Я молча кивнул. Отвлечь внимание и атаковать со спины — любимая тактика оборотней.
— В больнице потом сказали, что мне еще здорово повезло. Еще бы чуть-чуть — и прощай, Митяй Водовозов. — Он тяжело выдохнул. — Только радовался я недолго. Первые же анализы показали, что этот чертов вирус попал-таки в мою кровь. Так что конец был предопределен… Меня даже лечить перестали. Заперли в карантин до срока, и все. Хорошо хоть с едой не пожадничали, а то некоторые прямо при мне утверждали, что незачем кормить потенциального врага.
— Но ты же не обратился. — Я не спрашивал, я утверждал.
— Не обратился. — Водовозов безрадостно кивнул. — Только удовольствия все равно было мало. Первое, что сделали со мной в карантине, — приковали цепями к кровати. И вот так, не имея даже возможности почесать свою задницу, я проторчал в карцере втрое больше положенного. А эти, в белых халатах, все ждали, когда же я начну отращивать хвост, чтобы со спокойной совестью вкатить дозу серебра внутривенно. Так и не дождались… Бедняги, они же чуть не рехнулись. Анализы делали и переделывали раз тридцать — видел бы ты мои вены. И всегда находили вирус. А я почему-то не спешил обрастать шерстью.
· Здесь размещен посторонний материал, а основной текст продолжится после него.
use eframe::egui::{self, Color32, RichText, ScrollArea, Ui};

use crate::data::filter::{Constraint, FieldDomain};
use crate::data::model::CellValue;
use crate::state::{AppState, Tab};

/// Filter edits collected while drawing, applied once the panel is done.
enum FilterAction {
    Toggle(String, CellValue),
    Reset(String),
    Range { field: String, min: f64, max: f64 },
    ClearAll,
}

// ---------------------------------------------------------------------------
// Left side panel – filter widgets
// ---------------------------------------------------------------------------

/// Render the left filter panel.
pub fn side_panel(ui: &mut Ui, state: &mut AppState) {
    ui.vertical_centered(|ui: &mut Ui| {
        ui.heading("REPORT FILTERS");
    });
    ui.separator();

    if state.dataset.is_none() {
        ui.label("No dataset loaded.");
        return;
    }

    let mut actions = Vec::new();
    if ui.button("Clear Filters").clicked() {
        actions.push(FilterAction::ClearAll);
    }

    egui::CollapsingHeader::new("Current Active Filter")
        .default_open(false)
        .show(ui, |ui: &mut Ui| match state.filters.predicate() {
            Ok(p) if p.is_empty() => {
                ui.label("(none)");
            }
            Ok(p) => {
                ui.monospace(p.to_string());
            }
            Err(e) => {
                ui.label(RichText::new(e.to_string()).color(Color32::RED));
            }
        });
    ui.separator();

    ScrollArea::vertical()
        .auto_shrink([false, false])
        .show(ui, |ui: &mut Ui| {
            for field in state.filters.fields() {
                let (Some(domain), Some(constraint)) =
                    (state.filters.domain(field), state.filters.constraint(field))
                else {
                    continue;
                };
                match (domain, constraint) {
                    (FieldDomain::Categorical(all), Constraint::Categories(selected)) => {
                        categorical_filter(ui, field, all, selected, &mut actions);
                    }
                    (FieldDomain::Numeric { min, max }, Constraint::Range { min: lo, max: hi }) => {
                        numeric_filter(ui, field, (*min, *max), (*lo, *hi), &mut actions);
                    }
                    _ => {}
                }
            }
        });

    for action in actions {
        match action {
            FilterAction::Toggle(field, value) => state.toggle_filter_value(&field, &value),
            FilterAction::Reset(field) => state.reset_filter(&field),
            FilterAction::Range { field, min, max } => {
                state.set_constraint(&field, Constraint::Range { min, max })
            }
            FilterAction::ClearAll => state.clear_filters(),
        }
    }
}

fn categorical_filter(
    ui: &mut Ui,
    field: &str,
    all: &std::collections::BTreeSet<CellValue>,
    selected: &std::collections::BTreeSet<CellValue>,
    actions: &mut Vec<FilterAction>,
) {
    // Show count of selected / total in the header
    let header_text = format!("{field}  ({}/{})", selected.len(), all.len());
    egui::CollapsingHeader::new(RichText::new(header_text).strong())
        .id_salt(field)
        .default_open(false)
        .show(ui, |ui: &mut Ui| {
            if ui.small_button("All").clicked() {
                actions.push(FilterAction::Reset(field.to_string()));
            }
            for val in all {
                let mut checked = selected.contains(val);
                if ui.checkbox(&mut checked, val.to_string()).changed() {
                    actions.push(FilterAction::Toggle(field.to_string(), val.clone()));
                }
            }
        });
}

fn numeric_filter(
    ui: &mut Ui,
    field: &str,
    (lo, hi): (f64, f64),
    (mut min, mut max): (f64, f64),
    actions: &mut Vec<FilterAction>,
) {
    ui.strong(field);
    let mut changed = false;
    changed |= ui.add(range_slider(&mut min, (lo, hi), "min")).changed();
    changed |= ui.add(range_slider(&mut max, (lo, hi), "max")).changed();
    if changed {
        actions.push(FilterAction::Range {
            field: field.to_string(),
            min,
            max,
        });
    }
    ui.add_space(4.0);
}

fn range_slider<'a>(value: &'a mut f64, (lo, hi): (f64, f64), label: &str) -> egui::Slider<'a> {
    let slider = egui::Slider::new(value, lo..=hi).text(label);
    if whole_range(lo, hi) {
        slider.integer()
    } else {
        slider
    }
}

/// Sliders step by whole numbers only when both bounds are whole.
fn whole_range(lo: f64, hi: f64) -> bool {
    [lo, hi].iter().all(|v| v.is_finite() && v.fract() == 0.0)
}

// ---------------------------------------------------------------------------
// Top bar
// ---------------------------------------------------------------------------

/// Render the top menu, row counts and tab selector.
pub fn top_bar(ui: &mut Ui, state: &mut AppState) {
    egui::menu::bar(ui, |ui: &mut Ui| {
        ui.menu_button("File", |ui: &mut Ui| {
            if ui.button("Open…").clicked() {
                open_file_dialog(state);
                ui.close_menu();
            }
            if ui.button("Reload").clicked() {
                state.reload();
                ui.close_menu();
            }
            if ui
                .add_enabled(state.dataset.is_some(), egui::Button::new("Download As CSV"))
                .clicked()
            {
                save_raw_csv_dialog(state);
                ui.close_menu();
            }
        });

        ui.separator();

        if let Some(ds) = &state.dataset {
            ui.label(format!(
                "{} employees loaded, {} visible",
                ds.len(),
                state.visible_indices.len()
            ));
            if ds.is_empty() {
                ui.label(RichText::new("the data file has no rows").color(Color32::YELLOW));
            }
            if state.filters.is_constrained() {
                ui.label(RichText::new("filtered").italics());
            }
        }

        if let Some(msg) = &state.status_message {
            ui.separator();
            ui.label(RichText::new(msg).color(Color32::RED));
        }
    });

    ui.horizontal(|ui: &mut Ui| {
        for tab in Tab::ALL {
            ui.selectable_value(&mut state.active_tab, tab, RichText::new(tab.title()).strong());
        }
    });
}

// ---------------------------------------------------------------------------
// File dialogs
// ---------------------------------------------------------------------------

pub fn open_file_dialog(state: &mut AppState) {
    let file = rfd::FileDialog::new()
        .set_title("Open HR data")
        .add_filter("Supported files", &["csv", "json", "parquet", "pq"])
        .add_filter("CSV", &["csv"])
        .add_filter("JSON", &["json"])
        .add_filter("Parquet", &["parquet", "pq"])
        .pick_file();

    if let Some(path) = file {
        state.open(&path);
    }
}

/// Ask for a destination and write the unfiltered source data there as CSV.
pub fn save_raw_csv_dialog(state: &mut AppState) {
    let dest = rfd::FileDialog::new()
        .set_title("Download raw data")
        .set_file_name(state.config.download_file_name.as_str())
        .add_filter("CSV", &["csv"])
        .save_file();

    let Some(dest) = dest else {
        return;
    };
    if let Err(e) = state.export_raw_csv(&dest) {
        log::error!("Download failed: {e:#}");
        state.status_message = Some(format!("Error: {e:#}"));
    }
}

#[cfg(test)]
mod tests {
    use super::*;

    #[test]
    fn test_whole_range_only_for_integer_bounds() {
        assert!(whole_range(18.0, 60.0));
        assert!(whole_range(-5.0, 0.0));
        assert!(!whole_range(0.5, 10.0));
        assert!(!whole_range(1.0, 2.75));
        assert!(!whole_range(0.0, f64::INFINITY));
    }
}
Тогда они чесали в затылках и брали у меня кровь снова.
Я молча слушал, давая Митяю выговориться.
— Из больницы меня в конце концов все-таки выпустили… Правда, обязали каждую неделю являться на осмотр. Теперь они меня изучают, ставят уколы, проводят какие-то эксперименты и радуются. Все время радуются: как же, найден человек с иммунитетом к ликантропии. Такое чудо… — Водовозов презрительно фыркнул. — Не знаю, может быть, для них это и чудо, но для меня — одни только неприятности. Люди со мной теперь даже за руку перестали здороваться — боятся заразиться. Инквизиция нездорово косится. С работы того и гляди покатят… Как в таких условиях можно ощущать себя надеждой человечества и живым доказательством того, что ликантропию можно исцелить? Тьфу!
— А ты не знаешь, почему это случилось?.. Может быть, если разобраться…
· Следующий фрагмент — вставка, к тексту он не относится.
use std::collections::{BTreeMap, BTreeSet};
use std::fmt;

// ---------------------------------------------------------------------------
// CellValue – a single cell of the employee table
// ---------------------------------------------------------------------------

/// A dynamically-typed cell value, guessed from the source file.
/// Used as a key in `BTreeSet` downstream so `CellValue` must be `Ord`.
#[derive(Debug, Clone)]
pub enum CellValue {
    Text(String),
    Integer(i64),
    Float(f64),
    Bool(bool),
    Null,
}

// Equality follows `Ord` so `BTreeSet` lookups, `==` and `Hash` agree
// (NaN equals itself, -0.0 and 0.0 differ).
impl PartialEq for CellValue {
    fn eq(&self, other: &Self) -> bool {
        self.cmp(other) == std::cmp::Ordering::Equal
    }
}

impl Eq for CellValue {}

impl PartialOrd for CellValue {
    fn partial_cmp(&self, other: &Self) -> Option<std::cmp::Ordering> {
        Some(self.cmp(other))
    }
}

impl Ord for CellValue {
    fn cmp(&self, other: &Self) -> std::cmp::Ordering {
        use CellValue::*;
        fn discriminant(v: &CellValue) -> u8 {
            match v {
                Null => 0,
                Bool(_) => 1,
                // Integers and floats share a rank so mixed numeric columns sort by value.
                Integer(_) | Float(_) => 2,
                Text(_) => 3,
            }
        }
        let da = discriminant(self);
        let db = discriminant(other);
        if da != db {
            return da.cmp(&db);
        }
        match (self, other) {
            (Null, Null) => std::cmp::Ordering::Equal,
            (Bool(a), Bool(b)) => a.cmp(b),
            (Integer(a), Integer(b)) => a.cmp(b),
            (Float(a), Float(b)) => a.total_cmp(b),
            (Integer(a), Float(b)) => (*a as f64).total_cmp(b).then(std::cmp::Ordering::Less),
            (Float(a), Integer(b)) => a.total_cmp(&(*b as f64)).then(std::cmp::Ordering::Greater),
            (Text(a), Text(b)) => a.cmp(b),
            _ => std::cmp::Ordering::Equal,
        }
    }
}

impl std::hash::Hash for CellValue {
    fn hash<H: std::hash::Hasher>(&self, state: &mut H) {
        std::mem::discriminant(self).hash(state);
        match self {
            CellValue::Text(s) => s.hash(state),
            CellValue::Integer(i) => i.hash(state),
            CellValue::Float(f) => f.to_bits().hash(state),
            CellValue::Bool(b) => b.hash(state),
            CellValue::Null => {}
        }
    }
}

impl fmt::Display for CellValue {
    fn fmt(&self, f: &mut fmt::Formatter<'_>) -> fmt::Result {
        match self {
            CellValue::Text(s) => write!(f, "{s}"),
            CellValue::Integer(i) => write!(f, "{i}"),
            CellValue::Float(v) => write!(f, "{v:.2}"),
            CellValue::Bool(b) => write!(f, "{b}"),
            CellValue::Null => write!(f, "<null>"),
        }
    }
}

impl CellValue {
    /// Interpret the value as an `f64` (integers widen, everything else is `None`).
    pub fn as_f64(&self) -> Option<f64> {
        match self {
            CellValue::Float(v) => Some(*v),
            CellValue::Integer(i) => Some(*i as f64),
            _ => None,
        }
    }

    pub fn as_str(&self) -> Option<&str> {
        match self {
            CellValue::Text(s) => Some(s),
            _ => None,
        }
    }

    pub fn is_null(&self) -> bool {
        matches!(self, CellValue::Null)
    }

    /// Text form used when writing the value back to CSV (null → empty cell).
    pub fn to_csv_field(&self) -> String {
        match self {
            CellValue::Null => String::new(),
            // Whole floats keep their decimal point (`5.0`, not `5`).
            CellValue::Float(v) if v.is_finite() && v.fract() == 0.0 => format!("{v:.1}"),
            CellValue::Float(v) => v.to_string(),
            other => other.to_string(),
        }
    }
}

// ---------------------------------------------------------------------------
// EmployeeRecord – one row of the table
// ---------------------------------------------------------------------------

/// A single employee (one row of the source file).
#[derive(Debug, Clone, Default, PartialEq)]
pub struct EmployeeRecord {
    /// Raw and derived columns: column_name → value.
    pub cells: BTreeMap<String, CellValue>,
}

impl EmployeeRecord {
    pub fn get(&self, column: &str) -> Option<&CellValue> {
        self.cells.get(column)
    }

    /// Numeric value of a column; `None` when absent, null or non-numeric.
    pub fn number(&self, column: &str) -> Option<f64> {
        self.cells.get(column).and_then(CellValue::as_f64)
    }

    /// Text value of a column; `None` when absent, null or non-text.
    pub fn text(&self, column: &str) -> Option<&str> {
        self.cells.get(column).and_then(CellValue::as_str)
    }

    pub fn set(&mut self, column: &str, value: CellValue) {
        self.cells.insert(column.to_string(), value);
    }
}

impl FromIterator<(String, CellValue)> for EmployeeRecord {
    fn from_iter<I: IntoIterator<Item = (String, CellValue)>>(iter: I) -> Self {
        EmployeeRecord {
            cells: iter.into_iter().collect(),
        }
    }
}

// ---------------------------------------------------------------------------
// HrDataset – the complete loaded table
// ---------------------------------------------------------------------------

/// The full parsed dataset with pre-computed column indices.
#[derive(Debug, Clone, PartialEq)]
pub struct HrDataset {
    /// All employees (rows).
    pub records: Vec<EmployeeRecord>,
    /// Column names in file order, derived columns appended.
    pub column_names: Vec<String>,
    /// For each column the sorted set of unique values.
    pub unique_values: BTreeMap<String, BTreeSet<CellValue>>,
}

impl HrDataset {
    /// Build column indices from the loaded records.
    pub fn from_records(records: Vec<EmployeeRecord>, column_names: Vec<String>) -> Self {
        let mut unique_values: BTreeMap<String, BTreeSet<CellValue>> = BTreeMap::new();

        for rec in &records {
            for (col, val) in &rec.cells {
                unique_values
                    .entry(col.clone())
                    .or_default()
                    .insert(val.clone());
            }
        }
        HrDataset {
            records,
            column_names,
            unique_values,
        }
    }

    /// Number of employees.
    pub fn len(&self) -> usize {
        self.records.len()
    }

    /// Whether the dataset is empty.
    pub fn is_empty(&self) -> bool {
        self.records.is_empty()
    }

    pub fn has_column(&self, column: &str) -> bool {
        self.column_names.iter().any(|c| c == column)
    }

    /// Borrow the rows at `indices`, in the given order.
    pub fn select(&self, indices: &[usize]) -> Vec<&EmployeeRecord> {
        indices
            .iter()
            .filter_map(|&i| self.records.get(i))
            .collect()
    }

    /// Observed (min, max) of a numeric column, ignoring nulls.
    pub fn numeric_bounds(&self, column: &str) -> Option<(f64, f64)> {
        self.records
            .iter()
            .filter_map(|r| r.number(column))
            .fold(None, |acc, v| match acc {
                None => Some((v, v)),
                Some((lo, hi)) => Some((lo.min(v), hi.max(v))),
            })
    }
}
Водовозов раскатисто хохотнул:
— И ты думаешь, что первым задаешь мне этот вопрос? Да я уже устал повторять одно и то же. Да не знаю я почему. Не знаю!
Я поморщился и торопливо огляделся. Слишком громко мы разговаривали. А место, где мы стояли, не из тех, где можно безнаказанно орать.
Митяй, заметив мой косой взгляд, поспешно кивнул и убавил громкость:
— Одно время церковники даже приставали ко мне с вопросом: молился ли я, пока лежал в больнице, и если да, то какие молитвы использовал? Надеялись, наверное, увязать мой случай с Божественным вмешательством. Даже прогнали через теосоврестор.
— И что? — заинтересованно спросил я.
До сих пор я считал, что из всего Управления только мне досталась такая честь: удостоиться проверки на теосовместимость. Но теперь хотелось бы услышать мнение второго человека, прошедшего через недра машины, умеющей различать добро и зло в человеческих душах.